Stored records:
"""
//! End-to-end tests against a real interpreter.

#[macro_use]
mod common;

use std::{
    sync::Arc,
    thread,
    time::{Duration, Instant},
};

use num_bigint::BigInt;
use pretty_assertions::assert_eq;
use pyhost::{
    CodeHash, CollectOutput, Decoded, Error, Globals, InitConfig, Outputs, Python, UsageError, Value,
};

use crate::common::{eval_value, globals};

fn python_error(result: Result<impl std::fmt::Debug, Error>) -> Box<pyhost::PyException> {
    match result {
        Err(Error::Python(exc)) => exc,
        other => panic!("expected a Python exception, got {other:?}"),
    }
}

fn sorted(mut items: Vec<Value>) -> Vec<Value> {
    items.sort_by_key(Value::py_repr);
    items
}

#[test]
fn values_round_trip_through_the_interpreter() {
    let python = python_or_skip!();
    let value = Value::Dict(vec![
        (Value::from("none"), Value::None),
        (Value::from("flags"), Value::List(vec![Value::Bool(true), Value::Bool(false)])),
        (Value::from("small"), Value::Int(-42)),
        (Value::from("big"), Value::BigInt(BigInt::from(1u128 << 100))),
        (Value::from("negative big"), Value::BigInt(-BigInt::from(u64::MAX) * 3)),
        (Value::from("float"), Value::Float(2.5)),
        (Value::from("text"), Value::from("héllo\nworld")),
        (Value::from("bytes"), Value::Bytes(vec![0, 1, 254, 255])),
        (Value::Int(7), Value::Tuple(vec![Value::Int(1), Value::Tuple(vec![])])),
    ]);
    let object = python.encode(&value).unwrap();
    assert_eq!(python.decode(&object).unwrap(), value);
}

#[test]
fn scalars_and_small_containers_match_their_literals() {
    let python = python_or_skip!();
    let cases = [
        ("0", Value::Int(0)),
        ("-1", Value::Int(-1)),
        ("2 ** 70", Value::BigInt(BigInt::from(1u128 << 70))),
        ("10.5", Value::Float(10.5)),
        ("''", Value::from("")),
        ("'🦊'", Value::from("🦊")),
        (r"b'\x00\xff'", Value::Bytes(vec![0, 255])),
        ("()", Value::Tuple(vec![])),
        ("[1, 2]", Value::List(vec![Value::Int(1), Value::Int(2)])),
        ("{'a': 1}", Value::Dict(vec![(Value::from("a"), Value::Int(1))])),
    ];
    for (literal, expected) in cases {
        assert_eq!(eval_value(python, literal), expected, "decoding {literal}");
        let encoded = python.encode(&expected).unwrap();
        let evaluated = python.eval(literal, &Globals::new(), &Outputs::discard()).unwrap();
        assert_eq!(
            python.repr(&encoded).unwrap(),
            python.repr(evaluated.result.as_ref().unwrap()).unwrap()
        );
    }
}

#[test]
fn sets_decode_in_any_order() {
    let python = python_or_skip!();
    let decoded = eval_value(python, "{3, 1, 2}");
    let Value::Set(items) = decoded else {
        panic!("expected a set, got {decoded:?}");
    };
    assert_eq!(sorted(items), vec![Value::Int(1), Value::Int(2), Value::Int(3)]);

    let decoded = eval_value(python, "frozenset(['a'])");
    assert_eq!(decoded, Value::Set(vec![Value::from("a")]));

    let encoded = python.encode(&Value::Set(vec![Value::Int(2), Value::Int(1)])).unwrap();
    assert_eq!(encoded.type_name(python).unwrap(), "set");
    let Value::Set(items) = python.decode(&encoded).unwrap() else {
        panic!("expected a set");
    };
    assert_eq!(sorted(items), vec![Value::Int(1), Value::Int(2)]);
}

#[test]
fn host_float_repr_agrees_with_the_interpreter() {
    let python = python_or_skip!();
    for value in [1e20, 1e16, 1e15, 0.1, 0.00001, -2.5e-7, 1.0 / 3.0, f64::MAX, f64::INFINITY] {
        let object = python.float(value).unwrap();
        assert_eq!(Value::Float(value).py_repr(), python.repr(&object).unwrap(), "repr of {value:e}");
    }
}

#[test]
fn decode_once_yields_handles_for_container_items() {
    let python = python_or_skip!();
    let list = python.eval("[object(), 1]", &Globals::new(), &Outputs::discard()).unwrap().result.unwrap();
    let Decoded::List(items) = python.decode_once(&list).unwrap() else {
        panic!("expected a list");
    };
    assert_eq!(items.len(), 2);
    assert_eq!(python.decode_once(&items[0]).unwrap().kind(), "opaque");
    assert_eq!(items[0].type_name(python).unwrap(), "object");
    assert!(matches!(python.decode_once(&items[1]).unwrap(), Decoded::Int(1)));
}

#[test]
fn constructors_build_the_expected_types() {
    let python = python_or_skip!();
    let one = python.int(1).unwrap();
    let name = python.string("one").unwrap();
    let dict = python.dict(&[(name.clone(), one.clone())]).unwrap();
    assert_eq!(python.repr(&dict).unwrap(), "{'one': 1}");
    let tuple = python.tuple(&[one.clone(), python.none().unwrap()]).unwrap();
    assert_eq!(python.repr(&tuple).unwrap(), "(1, None)");
    let list = python.list(&[python.bool(true).unwrap(), python.bytes(b"x").unwrap()]).unwrap();
    assert_eq!(python.repr(&list).unwrap(), "[True, b'x']");
    let set = python.set(&[one.clone(), one]).unwrap();
    assert_eq!(python.repr(&set).unwrap(), "{1}");
    assert_eq!(name.str(python).unwrap(), "one");
    assert_eq!(python.float(0.5).unwrap().repr(python).unwrap(), "0.5");
}

#[test]
fn trailing_expression_is_the_result() {
    let python = python_or_skip!();
    let output = python
        .eval("x = 6\ny = x * 7\ny", &Globals::new(), &Outputs::discard())
        .unwrap();
    assert_eq!(python.decode(output.result.as_ref().unwrap()).unwrap(), Value::Int(42));
    assert_eq!(output.globals.keys().collect::<Vec<_>>(), ["x", "y"]);

    assert_eq!(eval_value(python, "1\n2"), Value::Int(2));
    assert_eq!(eval_value(python, "print\n"), eval_value(python, "print"));
}

#[test]
fn snippets_without_a_trailing_expression_have_no_result() {
    let python = python_or_skip!();
    for source in ["x = 1", "", "# comment", "if True:\n    3", "def f():\n    return 1\n"] {
        let output = python.eval(source, &Globals::new(), &Outputs::discard()).unwrap();
        assert!(output.result.is_none(), "{source:?} produced a result");
    }
}

#[test]
fn evaluations_do_not_share_namespaces() {
    let python = python_or_skip!();
    python.eval("leaked = 5", &Globals::new(), &Outputs::discard()).unwrap();
    let exc = python_error(python.eval("leaked", &Globals::new(), &Outputs::discard()));
    assert_eq!(exc.type_name(), "NameError");
    assert!(exc.message().contains("'leaked'"), "unexpected message: {}", exc.message());
    assert!(exc.lines().last().unwrap().starts_with("NameError"));

    let first = python.eval("x = 1", &Globals::new(), &Outputs::discard()).unwrap();
    let second = python.eval("y = 1", &Globals::new(), &Outputs::discard()).unwrap();
    assert_eq!(first.globals.keys().collect::<Vec<_>>(), ["x"]);
    assert_eq!(second.globals.keys().collect::<Vec<_>>(), ["y"]);
}

#[test]
fn supplied_globals_are_visible_and_only_rebound_names_come_back() {
    let python = python_or_skip!();
    let a = python.int(10).unwrap();
    let b = python.int(20).unwrap();
    let output = python
        .eval("b = b + 1\nc = a + b\nc", &globals([("a", &a), ("b", &b)]), &Outputs::discard())
        .unwrap();
    assert_eq!(python.decode(output.result.as_ref().unwrap()).unwrap(), Value::Int(31));
    assert_eq!(output.globals.keys().collect::<Vec<_>>(), ["b", "c"]);
    assert_eq!(python.decode(&output.globals["b"]).unwrap(), Value::Int(21));
}

#[test]
fn rebinding_is_reported_by_object_identity() {
    let python = python_or_skip!();
    let x = python.int(5).unwrap();
    let items = python.encode(&Value::List(vec![Value::Int(1), Value::Int(2)])).unwrap();
    let supplied = globals([("x", &x), ("items", &items)]);
    let bound = |source: &str| {
        let output = python.eval(source, &supplied, &Outputs::discard()).unwrap();
        output.globals.keys().cloned().collect::<Vec<_>>()
    };

    // an equal but distinct object counts as a new binding
    assert_eq!(bound("items = list(items)"), ["items"]);
    assert_eq!(bound("x = 6"), ["x"]);
    // the very same object does not: small ints are shared, so `x = 5` looks untouched
    assert_eq!(bound("x = x"), Vec::<String>::new());
    assert_eq!(bound("x = 5"), Vec::<String>::new());
    assert_eq!(bound("items.append(3)"), Vec::<String>::new());
}

#[test]
fn handles_keep_functions_usable_across_evaluations() {
    let python = python_or_skip!();
    let defined = python
        .eval("def double(n):\n    return n * 2\n", &Globals::new(), &Outputs::discard())
        .unwrap();
    let double = &defined.globals["double"];
    let result = python
        .eval("double(21)", &globals([("double", double)]), &Outputs::discard())
        .unwrap();
    assert_eq!(python.decode(result.result.as_ref().unwrap()).unwrap(), Value::Int(42));
}

#[test]
fn syntax_errors_are_python_exceptions() {
    let python = python_or_skip!();
    let exc = python_error(python.eval("def broken(:\n", &Globals::new(), &Outputs::discard()));
    assert_eq!(exc.type_name(), "SyntaxError");
}

#[test]
fn exceptions_carry_a_renderable_traceback() {
    let python = python_or_skip!();
    let exc = python_error(python.eval("def f():\n    return 1 / 0\nf()", &Globals::new(), &Outputs::discard()));
    assert_eq!(exc.type_name(), "ZeroDivisionError");
    assert_eq!(exc.message(), "ZeroDivisionError: division by zero");
    assert!(exc.to_string().contains("Traceback (most recent call last)"));

    let lines = python
        .format_exception(exc.ptype(), exc.pvalue(), exc.ptraceback())
        .unwrap();
    assert_eq!(lines, exc.lines());
}

#[test]
fn output_goes_to_the_evaluation_sinks() {
    let python = python_or_skip!();
    let stdout = Arc::new(CollectOutput::new());
    let stderr = Arc::new(CollectOutput::new());
    let outputs = Outputs::new(stdout.clone(), stderr.clone());
    python
        .eval("import sys\nprint('hello', 'world')\nprint('oops', file=sys.stderr)", &Globals::new(), &outputs)
        .unwrap();
    assert_eq!(stdout.output(), "hello world\n");
    assert_eq!(stderr.output(), "oops\n");
}

#[test]
fn output_from_threads_follows_the_evaluation_that_started_them() {
    let python = python_or_skip!();
    let first = Arc::new(CollectOutput::new());
    let started = python
        .eval(
            "import threading, time\n\
             def late():\n    time.sleep(0.1)\n    print('late')\n\
             worker = threading.Thread(target=late)\n\
             worker.start()\n",
            &Globals::new(),
            &Outputs::merged(first.clone()),
        )
        .unwrap();
    assert_eq!(first.output(), "");

    let second = Arc::new(CollectOutput::new());
    python
        .eval(
            "worker.join()\nprint('joined')",
            &globals([("worker", &started.globals["worker"])]),
            &Outputs::merged(second.clone()),
        )
        .unwrap();
    assert_eq!(first.output(), "late\n");
    assert_eq!(second.output(), "joined\n");
}

#[test]
fn stdin_reads_raise() {
    let python = python_or_skip!();
    let exc = python_error(python.eval("import sys\nsys.stdin.read()", &Globals::new(), &Outputs::discard()));
    assert_eq!(exc.type_name(), "RuntimeError");
    assert!(exc.message().contains("stdin not supported"));
}

#[test]
fn interpreter_code_can_send_to_mailboxes() {
    let python = python_or_skip!();
    let mailbox = python.new_mailbox();
    let handle = python.encode(&Value::Mailbox(mailbox.id())).unwrap();
    assert_eq!(python.decode(&handle).unwrap(), Value::Mailbox(mailbox.id()));

    python
        .eval(
            "import pyhost\npyhost.send_tagged_object(box, 'greeting', {'a': 1})",
            &globals([("box", &handle)]),
            &Outputs::discard(),
        )
        .unwrap();
    let message = mailbox.recv_timeout(Duration::from_secs(5)).unwrap();
    assert_eq!(message.tag, "greeting");
    assert_eq!(
        python.decode(&message.object).unwrap(),
        Value::Dict(vec![(Value::from("a"), Value::Int(1))])
    );
    assert!(mailbox.try_recv().is_none());

    drop(mailbox);
    let exc = python_error(python.eval(
        "import pyhost\npyhost.send_tagged_object(box, 'late', None)",
        &globals([("box", &handle)]),
        &Outputs::discard(),
    ));
    assert_eq!(exc.type_name(), "RuntimeError");
}

#[test]
fn second_init_is_rejected() {
    let _python = python_or_skip!();
    let err = Python::init(InitConfig::new("/nonexistent/libpython.so", "/nonexistent", "/nonexistent/python")).unwrap_err();
    assert!(matches!(err, Error::Usage(UsageError::AlreadyInitialized)), "unexpected error: {err}");
}

#[test]
fn compiled_code_is_cached_by_hash() {
    let python = python_or_skip!();
    let hash = CodeHash::of("cache_probe_marker = 'first'\n'first'");
    let first = python
        .eval_with_hash("'first'", hash, &Globals::new(), &Outputs::discard())
        .unwrap();
    assert_eq!(python.decode(first.result.as_ref().unwrap()).unwrap(), Value::from("first"));
    // same key, different text: the cached code runs
    let second = python
        .eval_with_hash("'second'", hash, &Globals::new(), &Outputs::discard())
        .unwrap();
    assert_eq!(python.decode(second.result.as_ref().unwrap()).unwrap(), Value::from("first"));
    assert!(python.cached_code_count() >= 1);
}

#[test]
fn concurrent_evaluations_from_many_threads() {
    let python = python_or_skip!();
    let workers: Vec<_> = (0..8_i64)
        .map(|n| {
            let python = python.clone();
            thread::spawn(move || {
                let input = python.int(n).unwrap();
                let sink = Arc::new(CollectOutput::new());
                let mut results = Vec::new();
                for _ in 0..20 {
                    let output = python
                        .eval(
                            "print(n)\nsum(range(n + 1))",
                            &[("n".to_owned(), input.clone())].into_iter().collect(),
                            &Outputs::merged(sink.clone()),
                        )
                        .unwrap();
                    results.push(python.decode(output.result.as_ref().unwrap()).unwrap());
                }
                (n, results, sink.take())
            })
        })
        .collect();
    for worker in workers {
        let (n, results, printed) = worker.join().unwrap();
        assert!(results.iter().all(|value| *value == Value::Int(n * (n + 1) / 2)));
        assert_eq!(printed, format!("{n}\n").repeat(20));
    }
    assert!(python.thread_state_count() >= 8);
}

#[test]
fn interpreter_work_from_concurrent_evaluations_is_serialized() {
    let python = python_or_skip!();
    let source = "total = 0\nfor i in range(1_000_000):\n    total += i\ntotal";
    let timed = || {
        let start = Instant::now();
        assert_eq!(eval_value(python, source), Value::Int(499_999_500_000));
        start.elapsed()
    };
    timed();
    let single = timed().min(timed());

    let start = Instant::now();
    thread::scope(|scope| {
        for _ in 0..4 {
            scope.spawn(timed);
        }
    });
    let concurrent = start.elapsed();
    // four bytecode-bound evaluations cannot overlap, so they take well over one's time
    assert!(
        concurrent >= single * 2,
        "4 concurrent evaluations took {concurrent:?}, one took {single:?}"
    );
}

#[test]
fn analysis_treats_interpreter_builtins_as_defined() {
    let python = python_or_skip!();
    let analysis = python.analyze("total = len(items) + offset\nprint(total)").unwrap();
    assert_eq!(analysis.referenced.into_iter().collect::<Vec<_>>(), ["items", "offset"]);
    assert_eq!(analysis.defined.into_iter().collect::<Vec<_>>(), ["total"]);

    let err = python.analyze("def (").unwrap_err();
    assert!(matches!(err, Error::Syntax(_)), "unexpected error: {err}");
}

#[test]
fn session_reports_itself_live() {
    let python = python_or_skip!();
    assert!(python.is_live());
    python.ping();
    assert!(format!("{python:?}").contains("live: true"));
}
"""
- Assignment: Within the entries above, how many lines contain the word "npyhost"? State the number only.

- Solved problem: 2